(PROVIDED ENTRIES Opens)
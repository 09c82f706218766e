//! Directory backend.
//!
//! `mkdir(2)` on `<path>.lock` is atomic and fails when the directory
//! exists. The winner drops an empty file named after its identity inside
//! the directory to record ownership.

use super::backend::{ClaimAttempt, ClaimStrategy, claim_path_for};
use super::types::BackendKind;
use crate::fs::{entry_exists, remove_dir_if_exists, remove_file_if_exists, sync_parent_dir};
use crate::identity::HolderIdentity;
use std::fs::{self, File};
use std::io;
use std::path::{Path, PathBuf};

#[derive(Debug)]
pub struct MkdirClaim {
    claim_path: PathBuf,
    unique_path: PathBuf,
}

impl MkdirClaim {
    pub fn new(resource: &Path, identity: &HolderIdentity) -> Self {
        let claim_path = claim_path_for(resource);
        Self {
            unique_path: claim_path.join(identity.unique_name()),
            claim_path,
        }
    }
}

impl ClaimStrategy for MkdirClaim {
    fn kind(&self) -> BackendKind {
        BackendKind::Mkdir
    }

    fn artifact_path(&self) -> &Path {
        &self.claim_path
    }

    fn try_claim(&mut self) -> io::Result<ClaimAttempt> {
        match fs::create_dir(&self.claim_path) {
            Ok(()) => {
                if let Err(e) = File::create(&self.unique_path) {
                    let _ = remove_dir_if_exists(&self.claim_path);
                    return Err(e);
                }
                sync_parent_dir(&self.claim_path);
                Ok(ClaimAttempt::Acquired)
            }
            Err(e) if e.kind() == io::ErrorKind::AlreadyExists => {
                if self.i_am_locking() {
                    Ok(ClaimAttempt::Acquired)
                } else {
                    Ok(ClaimAttempt::Contended)
                }
            }
            Err(e) => Err(e),
        }
    }

    fn is_locked(&self) -> bool {
        entry_exists(&self.claim_path)
    }

    fn i_am_locking(&self) -> bool {
        entry_exists(&self.unique_path)
    }

    fn remove_claim(&mut self) -> io::Result<()> {
        remove_file_if_exists(&self.unique_path)?;
        remove_dir_if_exists(&self.claim_path)?;
        Ok(())
    }

    fn break_claim(&mut self) -> io::Result<()> {
        let entries = match fs::read_dir(&self.claim_path) {
            Ok(entries) => entries,
            Err(e) if e.kind() == io::ErrorKind::NotFound => return Ok(()),
            Err(e) => return Err(e),
        };
        for entry in entries {
            remove_file_if_exists(&entry?.path())?;
        }
        remove_dir_if_exists(&self.claim_path)?;
        Ok(())
    }

    fn holder(&self) -> Option<String> {
        fs::read_dir(&self.claim_path)
            .ok()?
            .filter_map(|entry| entry.ok())
            .map(|entry| entry.file_name().to_string_lossy().to_string())
            .next()
    }
}
//! Kernel advisory lock backend.
//!
//! Uses `fs2` (flock on Unix, LockFileEx on Windows) to take an exclusive
//! lock covering the file opened at the resource path. There is no separate
//! artifact: the kernel drops the lock when the descriptor is closed or the
//! process dies, so a crashed holder never leaves a stale lock behind.
//!
//! The locked range is the whole file: `fs2` has no byte-range API, so the
//! lock covers every byte of the resource whatever its length.
//!
//! Lock state belongs to the open descriptor, so ownership is per `FileLock`
//! object rather than per holder identity. `is_locked` probes by briefly
//! taking the lock on a second descriptor.

use super::backend::{ClaimAttempt, ClaimStrategy};
use super::types::BackendKind;
use fs2::FileExt;
use std::fs::{File, OpenOptions};
use std::io;
use std::path::{Path, PathBuf};

#[derive(Debug)]
pub struct RangeClaim {
    path: PathBuf,
    file: Option<File>,
}

impl RangeClaim {
    pub fn new(path: &Path) -> Self {
        Self {
            path: path.to_path_buf(),
            file: None,
        }
    }

    /// Open the resource for locking. Append mode never clobbers contents
    /// the caller keeps in the file.
    fn open(&self) -> io::Result<File> {
        OpenOptions::new()
            .read(true)
            .append(true)
            .create(true)
            .open(&self.path)
    }
}

fn is_contention(e: &io::Error) -> bool {
    e.kind() == io::ErrorKind::WouldBlock
        || e.raw_os_error() == fs2::lock_contended_error().raw_os_error()
}

impl ClaimStrategy for RangeClaim {
    fn kind(&self) -> BackendKind {
        BackendKind::Range
    }

    fn artifact_path(&self) -> &Path {
        &self.path
    }

    fn try_claim(&mut self) -> io::Result<ClaimAttempt> {
        if self.file.is_some() {
            return Ok(ClaimAttempt::Acquired);
        }

        let file = self.open()?;
        match file.try_lock_exclusive() {
            Ok(()) => {
                self.file = Some(file);
                Ok(ClaimAttempt::Acquired)
            }
            Err(e) if is_contention(&e) => Ok(ClaimAttempt::Contended),
            Err(e) => Err(e),
        }
    }

    fn is_locked(&self) -> bool {
        if self.file.is_some() {
            return true;
        }

        let Ok(probe) = File::open(&self.path) else {
            return false;
        };
        match probe.try_lock_exclusive() {
            Ok(()) => {
                let _ = FileExt::unlock(&probe);
                false
            }
            Err(e) => is_contention(&e),
        }
    }

    fn i_am_locking(&self) -> bool {
        self.file.is_some()
    }

    fn remove_claim(&mut self) -> io::Result<()> {
        match self.file.take() {
            // Closing the descriptor releases the lock even if unlock fails.
            Some(file) => FileExt::unlock(&file),
            None => Ok(()),
        }
    }

    fn break_claim(&mut self) -> io::Result<()> {
        // Another descriptor's kernel lock cannot be revoked from here; only
        // a lock held through this object can be dropped.
        if self.file.is_some() {
            self.remove_claim()?;
        } else {
            tracing::debug!(
                path = %self.path.display(),
                "range lock held elsewhere is released only by its holder"
            );
        }
        Ok(())
    }

    fn holder(&self) -> Option<String> {
        None
    }
}

#[cfg(test)]
mod tests {
    use super::*;
    use tempfile::TempDir;

    #[test]
    fn claim_creates_file_and_holds_lock() {
        let temp_dir = TempDir::new().unwrap();
        let path = temp_dir.path().join("res");
        let mut claim = RangeClaim::new(&path);

        assert_eq!(claim.try_claim().unwrap(), ClaimAttempt::Acquired);
        assert!(path.exists());
        assert!(claim.i_am_locking());
        assert!(claim.is_locked());
    }

    #[test]
    fn second_descriptor_is_contended() {
        let temp_dir = TempDir::new().unwrap();
        let path = temp_dir.path().join("res");
        let mut first = RangeClaim::new(&path);
        let mut second = RangeClaim::new(&path);

        first.try_claim().unwrap();
        assert!(second.is_locked());
        assert!(!second.i_am_locking());
        assert_eq!(second.try_claim().unwrap(), ClaimAttempt::Contended);

        first.remove_claim().unwrap();
        assert!(!second.is_locked());
        assert_eq!(second.try_claim().unwrap(), ClaimAttempt::Acquired);
    }

    #[test]
    fn dropping_holder_releases_lock() {
        let temp_dir = TempDir::new().unwrap();
        let path = temp_dir.path().join("res");

        {
            let mut crashed = RangeClaim::new(&path);
            crashed.try_claim().unwrap();
        }

        let mut next = RangeClaim::new(&path);
        assert!(!next.is_locked());
        assert_eq!(next.try_claim().unwrap(), ClaimAttempt::Acquired);
    }

    #[test]
    fn file_contents_survive_locking() {
        let temp_dir = TempDir::new().unwrap();
        let path = temp_dir.path().join("res");
        std::fs::write(&path, "keep me").unwrap();

        let mut claim = RangeClaim::new(&path);
        claim.try_claim().unwrap();
        claim.remove_claim().unwrap();

        assert_eq!(std::fs::read_to_string(&path).unwrap(), "keep me");
    }

    #[test]
    fn missing_file_is_unlocked() {
        let temp_dir = TempDir::new().unwrap();
        let claim = RangeClaim::new(&temp_dir.path().join("absent"));
        assert!(!claim.is_locked());
    }
}
//! Exit code constants for the lockfile CLI.
//!
//! - 0: Success
//! - 1: User error (bad args, invalid config)
//! - 2: Lock busy (already locked or timed out)
//! - 3: Lock failure (the lock can never be taken as things stand)
//! - 4: Unlock failure (not locked, not ours, or removal failed)
//!
//! `lockfile exec` exits with the child's own status instead.

/// Successful execution.
pub const SUCCESS: i32 = 0;

/// User error: bad arguments or invalid configuration.
pub const USER_ERROR: i32 = 1;

/// Lock busy: another holder has it, trying later may succeed.
pub const LOCK_BUSY: i32 = 2;

/// Lock failure: permissions, missing directory, disk exhaustion.
pub const LOCK_FAILURE: i32 = 3;

/// Unlock failure: the lock was not ours to release.
pub const UNLOCK_FAILURE: i32 = 4;

#[cfg(test)]
mod tests {
    use super::*;

    #[test]
    fn exit_codes_are_distinct() {
        let codes = [SUCCESS, USER_ERROR, LOCK_BUSY, LOCK_FAILURE, UNLOCK_FAILURE];
        for (i, &a) in codes.iter().enumerate() {
            for (j, &b) in codes.iter().enumerate() {
                if i != j {
                    assert_ne!(a, b, "Exit codes must be distinct");
                }
            }
        }
    }
}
(PROVIDED ENTRIES Closes)
How many lines of the entries above include the word "ErrorKind"? Answer with the number only.

3